The effect of various other combination MET protocols was also investigated in our study and showed considerable results on SER, SET and MAU. For example, the combination MET with nifedipine and corticosteroids seemed more effective than corticosteroids alone or other monotherapy groups in lowering SER. Corticosteroids alone had lower efficacy in SER compared to α-blockers alone. Expulsion time was significantly lower when α-blockers and PDE5-Is were compared to α-blockers alone or monotherapy with rowatinex, ketorolac or furosemide. Finally, analgesia use was significantly lower in α-blockers and PDE5-Is compared to α-blockers and corticosteroids or α-blockers alone.

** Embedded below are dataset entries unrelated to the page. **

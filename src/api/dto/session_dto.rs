//! DTOs for session endpoints.

use chrono::{DateTime, Utc};
use serde::{Deserialize, Serialize};
use utoipa::{IntoParams, ToSchema};

use super::{PaginationMeta, SplitResponse};
use crate::domain::{
    Money, OrderItem, Payment, PaymentSession, SessionId, SessionStatus, SessionSummary,
};

/// Request body for `POST /sessions` (get-or-create by order).
#[derive(Debug, Clone, Deserialize, ToSchema)]
pub struct OpenSessionRequest {
    /// Order the bill belongs to.
    pub order_id: String,
    /// Bill total, e.g. `"100.00"` or `100.00`.
    pub total_amount: Money,
    /// Order line items, used by seat splits.
    #[serde(default)]
    pub items: Vec<OrderItem>,
}

/// Full session view.
#[derive(Debug, Clone, Serialize, ToSchema)]
pub struct SessionResponse {
    /// Session identifier.
    pub id: SessionId,
    /// Order reference.
    pub order_id: String,
    /// Bill total.
    pub total_amount: Money,
    /// Sum of confirmed payments.
    pub paid_amount: Money,
    /// `total_amount - paid_amount`.
    pub remaining_amount: Money,
    /// Lifecycle state.
    pub status: SessionStatus,
    /// Order line items.
    pub items: Vec<OrderItem>,
    /// Every payment, in recording order.
    pub payments: Vec<Payment>,
    /// Active split, if any.
    pub active_split: Option<SplitResponse>,
    /// Creation timestamp.
    pub created_at: DateTime<Utc>,
    /// Last change.
    pub updated_at: DateTime<Utc>,
    /// Completion timestamp.
    pub completed_at: Option<DateTime<Utc>>,
}

impl From<&PaymentSession> for SessionResponse {
    fn from(session: &PaymentSession) -> Self {
        Self {
            id: session.id,
            order_id: session.order_id.clone(),
            total_amount: session.total_amount,
            paid_amount: session.paid_amount(),
            remaining_amount: session.remaining_amount(),
            status: session.status,
            items: session.items.clone(),
            payments: session.payments.clone(),
            active_split: session.active_split.as_ref().map(SplitResponse::from),
            created_at: session.created_at,
            updated_at: session.updated_at,
            completed_at: session.completed_at,
        }
    }
}

/// Query parameters for `GET /sessions`.
#[derive(Debug, Clone, Deserialize, IntoParams)]
pub struct SessionListQuery {
    /// Page number (1-indexed).
    #[serde(default)]
    pub page: Option<u32>,
    /// Items per page (max 100).
    #[serde(default)]
    pub per_page: Option<u32>,
    /// Only sessions with this status.
    #[serde(default)]
    pub status: Option<SessionStatus>,
}

/// Paginated session list.
#[derive(Debug, Clone, Serialize, ToSchema)]
pub struct SessionListResponse {
    /// Sessions on this page, oldest first.
    pub data: Vec<SessionSummary>,
    /// Pagination metadata.
    pub pagination: PaginationMeta,
}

Regarding the choice of combination therapy for distal ureteral stone passage, it seems that the use of α-blockers is recommended as an essential component because of its high specific effect on distal ureteral smooth muscle and low side effects as well as their supportive evidences in different combination groups. However, choosing the PDE5-Is, corticosteroids, or phytotherapy for combination with α-blockers should be individualized according to the patient’s status, preferences and side effect profiles. For example, corticosteroids have received increased attention as a potential useful adjunct in first week of MET [9], however, their side effects should be considered. PDE5-Is could be a reasonable choice, especially in patients with simultaneous erectile dysfunction, and phytotherapy can be based on patient’s preference. Combination nifedipine or diuretics with α-blockers require further investigation based on our understanding of the current data.
It is worth mentioning that MET for ureteral stones has become controversial due to conflicting results from recent high-quality trials and meta-analyses. While guidelines and reviews support MET, robust randomized clinical trials often show minimal evidence of benefit. These discrepancies may arise from broad inclusion criteria or insufficient power for subgroup analyses, highlighting the need for detailed study evaluations [30,31,32,33].
One of the limitations of this network meta-analysis is the scarcity and inconsistency of the data on analgesic use in the primary studies. Some studies did not report about the type and dosage of consumed analgesic Moreover, various analgesic treatments with different doses have been prescribed to the patients in other studies, that it was not possible to include them for assessment of MAU analysis. The heterogeneity of the data made it difficult to compare and combine the results across the studies and to draw reliable conclusions about the effectiveness of the treatments. Second, a few included studies did not have enough descriptions regarding randomization, conceal allocation, and blinding, which may lead to synthetize unreliable evidence. And finally, we found only a limited number of studies include combination of nifedipine or phytotherapy agents with α-blockers or PDE5-Is.